#### EXTRACTED MATERIAL ####
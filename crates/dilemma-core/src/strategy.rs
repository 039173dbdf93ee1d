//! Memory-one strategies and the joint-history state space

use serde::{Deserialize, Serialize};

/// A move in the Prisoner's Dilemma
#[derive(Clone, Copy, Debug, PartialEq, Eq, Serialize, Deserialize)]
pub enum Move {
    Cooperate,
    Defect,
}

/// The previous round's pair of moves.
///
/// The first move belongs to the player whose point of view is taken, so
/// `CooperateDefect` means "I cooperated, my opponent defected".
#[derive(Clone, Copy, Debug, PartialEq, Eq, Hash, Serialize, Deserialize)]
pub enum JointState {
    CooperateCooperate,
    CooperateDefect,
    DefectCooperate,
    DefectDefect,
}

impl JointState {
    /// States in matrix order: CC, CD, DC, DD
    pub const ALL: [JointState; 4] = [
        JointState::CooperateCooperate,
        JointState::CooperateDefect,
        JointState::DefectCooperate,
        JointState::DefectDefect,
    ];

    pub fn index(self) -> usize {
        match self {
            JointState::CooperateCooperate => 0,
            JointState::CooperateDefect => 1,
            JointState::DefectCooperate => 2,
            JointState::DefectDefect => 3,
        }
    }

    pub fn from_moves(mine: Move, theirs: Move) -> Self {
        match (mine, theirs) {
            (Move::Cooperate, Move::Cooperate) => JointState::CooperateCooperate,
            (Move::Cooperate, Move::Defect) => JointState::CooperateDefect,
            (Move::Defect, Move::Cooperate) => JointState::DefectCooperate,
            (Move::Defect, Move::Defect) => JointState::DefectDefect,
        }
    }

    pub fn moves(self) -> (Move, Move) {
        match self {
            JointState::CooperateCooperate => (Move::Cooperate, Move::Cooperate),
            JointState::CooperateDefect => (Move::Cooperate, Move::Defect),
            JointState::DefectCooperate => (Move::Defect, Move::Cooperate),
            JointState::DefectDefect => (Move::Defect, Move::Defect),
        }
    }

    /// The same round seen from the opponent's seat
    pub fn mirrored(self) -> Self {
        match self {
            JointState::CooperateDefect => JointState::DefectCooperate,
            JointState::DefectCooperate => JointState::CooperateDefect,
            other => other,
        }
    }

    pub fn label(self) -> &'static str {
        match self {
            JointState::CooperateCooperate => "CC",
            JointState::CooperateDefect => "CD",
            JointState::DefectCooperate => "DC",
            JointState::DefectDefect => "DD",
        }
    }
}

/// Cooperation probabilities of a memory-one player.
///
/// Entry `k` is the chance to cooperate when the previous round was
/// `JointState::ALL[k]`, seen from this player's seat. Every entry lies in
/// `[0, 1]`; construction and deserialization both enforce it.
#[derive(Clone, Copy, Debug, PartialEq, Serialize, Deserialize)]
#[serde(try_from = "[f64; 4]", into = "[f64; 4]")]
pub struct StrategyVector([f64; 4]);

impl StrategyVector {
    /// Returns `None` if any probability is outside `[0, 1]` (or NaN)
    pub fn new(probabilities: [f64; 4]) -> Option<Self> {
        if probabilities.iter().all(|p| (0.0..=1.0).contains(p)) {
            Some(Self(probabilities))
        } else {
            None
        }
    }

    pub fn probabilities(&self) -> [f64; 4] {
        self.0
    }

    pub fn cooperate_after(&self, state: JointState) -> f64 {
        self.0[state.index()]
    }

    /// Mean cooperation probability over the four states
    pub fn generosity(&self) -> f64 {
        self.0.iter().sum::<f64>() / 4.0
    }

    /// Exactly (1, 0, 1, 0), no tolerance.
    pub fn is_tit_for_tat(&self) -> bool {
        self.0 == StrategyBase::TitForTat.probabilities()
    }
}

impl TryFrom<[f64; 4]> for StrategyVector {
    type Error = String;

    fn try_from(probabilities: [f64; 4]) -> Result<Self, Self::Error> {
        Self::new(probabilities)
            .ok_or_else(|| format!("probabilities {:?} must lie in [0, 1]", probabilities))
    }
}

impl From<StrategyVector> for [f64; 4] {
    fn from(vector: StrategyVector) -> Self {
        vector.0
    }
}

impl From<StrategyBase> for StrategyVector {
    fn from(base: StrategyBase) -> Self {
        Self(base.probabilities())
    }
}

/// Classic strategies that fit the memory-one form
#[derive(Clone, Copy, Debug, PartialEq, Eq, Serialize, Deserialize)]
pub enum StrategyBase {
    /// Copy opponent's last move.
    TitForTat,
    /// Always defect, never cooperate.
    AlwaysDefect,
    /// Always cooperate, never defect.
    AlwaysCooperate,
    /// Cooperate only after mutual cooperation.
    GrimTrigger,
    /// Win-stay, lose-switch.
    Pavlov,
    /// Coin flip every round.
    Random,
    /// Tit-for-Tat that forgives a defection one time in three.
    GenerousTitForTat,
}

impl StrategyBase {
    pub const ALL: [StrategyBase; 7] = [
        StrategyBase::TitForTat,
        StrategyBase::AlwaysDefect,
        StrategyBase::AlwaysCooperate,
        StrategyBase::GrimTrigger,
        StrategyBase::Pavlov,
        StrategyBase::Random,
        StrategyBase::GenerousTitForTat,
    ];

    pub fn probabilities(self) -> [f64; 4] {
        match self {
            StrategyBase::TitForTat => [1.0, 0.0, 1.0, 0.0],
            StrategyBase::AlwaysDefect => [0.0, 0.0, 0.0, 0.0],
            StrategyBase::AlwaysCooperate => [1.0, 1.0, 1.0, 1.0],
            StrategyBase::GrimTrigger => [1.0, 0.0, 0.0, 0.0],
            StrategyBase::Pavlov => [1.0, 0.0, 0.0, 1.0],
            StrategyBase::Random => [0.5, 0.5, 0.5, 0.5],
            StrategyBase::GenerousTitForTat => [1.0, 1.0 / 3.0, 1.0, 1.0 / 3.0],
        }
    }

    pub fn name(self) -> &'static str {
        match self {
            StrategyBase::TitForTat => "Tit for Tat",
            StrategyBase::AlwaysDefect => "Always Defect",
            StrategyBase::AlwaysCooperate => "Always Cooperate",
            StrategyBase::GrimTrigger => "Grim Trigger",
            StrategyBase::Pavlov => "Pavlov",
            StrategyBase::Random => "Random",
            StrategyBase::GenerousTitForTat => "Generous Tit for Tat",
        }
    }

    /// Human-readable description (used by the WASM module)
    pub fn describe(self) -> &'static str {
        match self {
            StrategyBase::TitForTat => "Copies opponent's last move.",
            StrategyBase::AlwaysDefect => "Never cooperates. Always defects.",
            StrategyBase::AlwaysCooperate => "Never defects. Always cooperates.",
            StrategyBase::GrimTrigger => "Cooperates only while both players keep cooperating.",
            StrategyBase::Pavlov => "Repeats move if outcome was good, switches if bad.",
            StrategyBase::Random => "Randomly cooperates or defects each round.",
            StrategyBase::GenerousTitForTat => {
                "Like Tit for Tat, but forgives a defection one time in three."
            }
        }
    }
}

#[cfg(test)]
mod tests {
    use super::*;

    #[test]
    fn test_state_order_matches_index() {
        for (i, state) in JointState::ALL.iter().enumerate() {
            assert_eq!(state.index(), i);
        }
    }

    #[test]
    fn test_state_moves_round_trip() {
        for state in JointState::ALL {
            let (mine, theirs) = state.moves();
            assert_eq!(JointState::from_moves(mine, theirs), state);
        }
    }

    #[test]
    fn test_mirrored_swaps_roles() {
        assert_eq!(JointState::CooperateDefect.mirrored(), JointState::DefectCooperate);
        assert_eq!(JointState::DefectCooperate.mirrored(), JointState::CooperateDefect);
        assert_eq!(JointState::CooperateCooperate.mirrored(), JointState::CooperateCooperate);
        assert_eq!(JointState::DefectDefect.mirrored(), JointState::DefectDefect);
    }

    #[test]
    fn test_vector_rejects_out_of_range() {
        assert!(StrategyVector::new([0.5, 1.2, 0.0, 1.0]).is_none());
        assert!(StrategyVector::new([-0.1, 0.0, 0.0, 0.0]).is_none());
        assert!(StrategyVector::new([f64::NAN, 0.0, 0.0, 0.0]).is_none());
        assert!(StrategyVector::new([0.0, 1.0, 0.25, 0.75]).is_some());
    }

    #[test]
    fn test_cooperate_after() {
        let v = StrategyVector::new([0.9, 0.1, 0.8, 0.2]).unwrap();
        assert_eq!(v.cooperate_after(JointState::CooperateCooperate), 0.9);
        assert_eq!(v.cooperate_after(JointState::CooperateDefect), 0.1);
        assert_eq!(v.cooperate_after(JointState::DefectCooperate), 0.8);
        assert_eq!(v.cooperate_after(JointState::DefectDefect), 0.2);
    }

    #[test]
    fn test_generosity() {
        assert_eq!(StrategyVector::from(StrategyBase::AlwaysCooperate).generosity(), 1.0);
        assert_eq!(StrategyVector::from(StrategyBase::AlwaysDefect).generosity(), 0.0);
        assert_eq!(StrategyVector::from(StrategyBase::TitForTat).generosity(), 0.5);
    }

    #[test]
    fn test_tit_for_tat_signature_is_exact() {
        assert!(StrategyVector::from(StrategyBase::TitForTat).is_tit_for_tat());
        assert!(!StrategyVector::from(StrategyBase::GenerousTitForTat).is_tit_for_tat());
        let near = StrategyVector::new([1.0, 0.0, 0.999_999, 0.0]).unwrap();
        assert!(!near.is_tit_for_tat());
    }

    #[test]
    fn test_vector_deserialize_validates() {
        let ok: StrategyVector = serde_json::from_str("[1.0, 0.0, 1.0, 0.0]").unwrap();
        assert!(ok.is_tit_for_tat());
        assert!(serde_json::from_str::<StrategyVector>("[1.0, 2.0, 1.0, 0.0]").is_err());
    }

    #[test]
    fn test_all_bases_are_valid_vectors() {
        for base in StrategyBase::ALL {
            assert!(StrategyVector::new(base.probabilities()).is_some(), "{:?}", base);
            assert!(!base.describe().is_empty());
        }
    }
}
####
#### EXTRACTED MATERIAL ####
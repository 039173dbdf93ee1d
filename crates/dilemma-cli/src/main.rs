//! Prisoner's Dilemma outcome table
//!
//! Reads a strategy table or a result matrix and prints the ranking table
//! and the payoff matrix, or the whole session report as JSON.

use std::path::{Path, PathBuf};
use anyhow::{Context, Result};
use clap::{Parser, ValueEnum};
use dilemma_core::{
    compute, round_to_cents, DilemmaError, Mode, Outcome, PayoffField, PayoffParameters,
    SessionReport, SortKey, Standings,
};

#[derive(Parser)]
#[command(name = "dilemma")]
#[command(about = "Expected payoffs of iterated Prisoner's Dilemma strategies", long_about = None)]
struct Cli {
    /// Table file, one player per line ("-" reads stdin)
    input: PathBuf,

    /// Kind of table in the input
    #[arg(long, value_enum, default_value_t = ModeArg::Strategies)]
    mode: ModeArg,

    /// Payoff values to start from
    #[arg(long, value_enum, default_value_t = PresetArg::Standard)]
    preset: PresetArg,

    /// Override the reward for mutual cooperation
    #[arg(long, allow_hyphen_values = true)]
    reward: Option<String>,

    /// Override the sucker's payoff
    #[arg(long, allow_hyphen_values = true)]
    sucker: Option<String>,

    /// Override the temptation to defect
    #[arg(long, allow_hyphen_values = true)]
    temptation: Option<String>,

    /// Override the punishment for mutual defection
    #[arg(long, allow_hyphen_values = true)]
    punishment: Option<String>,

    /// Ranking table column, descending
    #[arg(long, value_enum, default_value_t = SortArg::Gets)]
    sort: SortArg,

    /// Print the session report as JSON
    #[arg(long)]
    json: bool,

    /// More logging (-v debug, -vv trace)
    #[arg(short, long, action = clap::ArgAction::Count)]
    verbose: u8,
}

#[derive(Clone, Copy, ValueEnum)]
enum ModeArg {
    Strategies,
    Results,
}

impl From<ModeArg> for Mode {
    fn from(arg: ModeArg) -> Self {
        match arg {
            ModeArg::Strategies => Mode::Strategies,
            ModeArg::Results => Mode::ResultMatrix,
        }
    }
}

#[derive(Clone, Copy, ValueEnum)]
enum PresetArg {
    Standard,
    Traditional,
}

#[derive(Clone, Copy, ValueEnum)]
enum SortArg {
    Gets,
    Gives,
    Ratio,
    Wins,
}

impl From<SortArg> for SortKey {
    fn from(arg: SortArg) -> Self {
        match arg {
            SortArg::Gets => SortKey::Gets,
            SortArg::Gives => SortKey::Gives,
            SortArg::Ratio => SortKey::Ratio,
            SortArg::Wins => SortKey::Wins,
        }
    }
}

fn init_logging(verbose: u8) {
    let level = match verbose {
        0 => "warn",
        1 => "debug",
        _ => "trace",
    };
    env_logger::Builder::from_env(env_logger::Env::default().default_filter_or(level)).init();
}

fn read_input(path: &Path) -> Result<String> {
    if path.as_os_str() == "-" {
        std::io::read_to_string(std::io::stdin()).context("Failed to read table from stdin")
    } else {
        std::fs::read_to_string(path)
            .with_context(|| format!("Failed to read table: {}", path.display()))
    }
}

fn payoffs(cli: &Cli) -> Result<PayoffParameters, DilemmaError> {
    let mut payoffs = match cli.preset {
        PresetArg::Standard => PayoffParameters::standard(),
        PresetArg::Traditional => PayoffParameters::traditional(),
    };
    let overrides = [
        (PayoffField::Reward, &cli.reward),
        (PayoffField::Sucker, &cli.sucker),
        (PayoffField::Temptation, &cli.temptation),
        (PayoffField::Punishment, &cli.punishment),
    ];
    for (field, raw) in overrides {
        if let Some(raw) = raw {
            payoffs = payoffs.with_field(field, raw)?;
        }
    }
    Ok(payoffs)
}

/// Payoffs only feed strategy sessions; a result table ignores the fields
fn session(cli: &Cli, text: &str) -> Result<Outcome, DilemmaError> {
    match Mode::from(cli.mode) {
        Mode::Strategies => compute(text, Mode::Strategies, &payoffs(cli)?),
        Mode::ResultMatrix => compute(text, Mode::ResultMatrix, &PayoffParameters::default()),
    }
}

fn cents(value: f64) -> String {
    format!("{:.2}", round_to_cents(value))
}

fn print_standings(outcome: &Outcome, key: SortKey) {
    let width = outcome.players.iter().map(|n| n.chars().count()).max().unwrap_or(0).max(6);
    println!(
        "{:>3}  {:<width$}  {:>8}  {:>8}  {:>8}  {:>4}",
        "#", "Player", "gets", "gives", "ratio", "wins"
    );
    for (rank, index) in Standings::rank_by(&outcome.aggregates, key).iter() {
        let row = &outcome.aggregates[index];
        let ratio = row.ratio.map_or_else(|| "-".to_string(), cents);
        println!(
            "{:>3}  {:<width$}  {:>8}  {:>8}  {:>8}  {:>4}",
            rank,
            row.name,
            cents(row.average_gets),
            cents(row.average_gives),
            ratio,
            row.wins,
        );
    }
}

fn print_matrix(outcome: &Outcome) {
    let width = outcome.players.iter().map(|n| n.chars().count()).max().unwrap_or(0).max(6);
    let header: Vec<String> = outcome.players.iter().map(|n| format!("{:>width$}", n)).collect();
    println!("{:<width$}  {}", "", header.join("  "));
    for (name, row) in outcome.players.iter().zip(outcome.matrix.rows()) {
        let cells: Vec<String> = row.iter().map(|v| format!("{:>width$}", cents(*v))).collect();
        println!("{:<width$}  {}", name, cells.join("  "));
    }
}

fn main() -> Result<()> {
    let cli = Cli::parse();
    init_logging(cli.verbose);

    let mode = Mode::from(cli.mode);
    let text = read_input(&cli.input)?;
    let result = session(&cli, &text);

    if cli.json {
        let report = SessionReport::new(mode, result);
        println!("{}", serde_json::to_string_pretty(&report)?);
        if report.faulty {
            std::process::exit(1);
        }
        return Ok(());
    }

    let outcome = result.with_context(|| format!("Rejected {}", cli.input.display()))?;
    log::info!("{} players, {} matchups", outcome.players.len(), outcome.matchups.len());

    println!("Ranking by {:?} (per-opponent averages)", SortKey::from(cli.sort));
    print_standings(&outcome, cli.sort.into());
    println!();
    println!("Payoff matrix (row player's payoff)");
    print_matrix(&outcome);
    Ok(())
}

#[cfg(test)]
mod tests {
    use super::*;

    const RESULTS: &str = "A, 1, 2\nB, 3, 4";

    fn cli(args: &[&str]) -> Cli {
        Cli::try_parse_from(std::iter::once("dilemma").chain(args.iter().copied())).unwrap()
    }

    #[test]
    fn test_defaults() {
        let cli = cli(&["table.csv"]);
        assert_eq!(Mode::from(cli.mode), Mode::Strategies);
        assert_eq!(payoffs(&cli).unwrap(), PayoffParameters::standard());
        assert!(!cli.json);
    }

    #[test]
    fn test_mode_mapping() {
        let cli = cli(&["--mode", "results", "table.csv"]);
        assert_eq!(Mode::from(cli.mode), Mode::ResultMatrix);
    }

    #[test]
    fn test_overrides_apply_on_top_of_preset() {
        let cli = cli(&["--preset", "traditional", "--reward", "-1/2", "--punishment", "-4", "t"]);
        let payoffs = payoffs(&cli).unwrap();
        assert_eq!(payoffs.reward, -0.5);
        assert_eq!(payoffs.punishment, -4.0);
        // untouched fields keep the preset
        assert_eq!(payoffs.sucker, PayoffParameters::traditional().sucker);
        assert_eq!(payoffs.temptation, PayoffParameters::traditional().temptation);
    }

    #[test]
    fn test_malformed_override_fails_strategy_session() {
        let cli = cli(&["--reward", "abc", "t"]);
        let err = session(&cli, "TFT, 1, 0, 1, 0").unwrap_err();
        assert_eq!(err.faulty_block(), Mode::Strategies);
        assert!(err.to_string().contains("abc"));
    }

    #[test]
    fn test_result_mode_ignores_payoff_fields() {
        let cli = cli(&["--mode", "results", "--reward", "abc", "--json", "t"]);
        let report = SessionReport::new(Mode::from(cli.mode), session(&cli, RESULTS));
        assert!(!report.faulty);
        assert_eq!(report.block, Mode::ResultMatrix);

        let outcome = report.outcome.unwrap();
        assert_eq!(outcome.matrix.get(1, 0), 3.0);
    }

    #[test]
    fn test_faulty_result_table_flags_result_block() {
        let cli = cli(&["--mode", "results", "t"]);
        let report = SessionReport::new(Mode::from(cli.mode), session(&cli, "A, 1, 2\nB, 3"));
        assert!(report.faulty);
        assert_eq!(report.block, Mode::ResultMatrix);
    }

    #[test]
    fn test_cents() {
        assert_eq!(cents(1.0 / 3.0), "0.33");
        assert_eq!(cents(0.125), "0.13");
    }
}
####
• [YOUR OBJECTIVE] Write out exactly the lines above between the line with "filename crates/dilemma-core/src/strategy.rs" and the line with "is taken, so", inclusive, and nothing beyond them.

• [WORKED SOLUTION]
filename crates/dilemma-core/src/strategy.rs
repository 039173dbdf93ee1d
//! Memory-one strategies and the joint-history state space

use serde::{Deserialize, Serialize};

/// A move in the Prisoner's Dilemma
#[derive(Clone, Copy, Debug, PartialEq, Eq, Serialize, Deserialize)]
pub enum Move {
    Cooperate,
    Defect,
}

/// The previous round's pair of moves.
///
/// The first move belongs to the player whose point of view is taken, so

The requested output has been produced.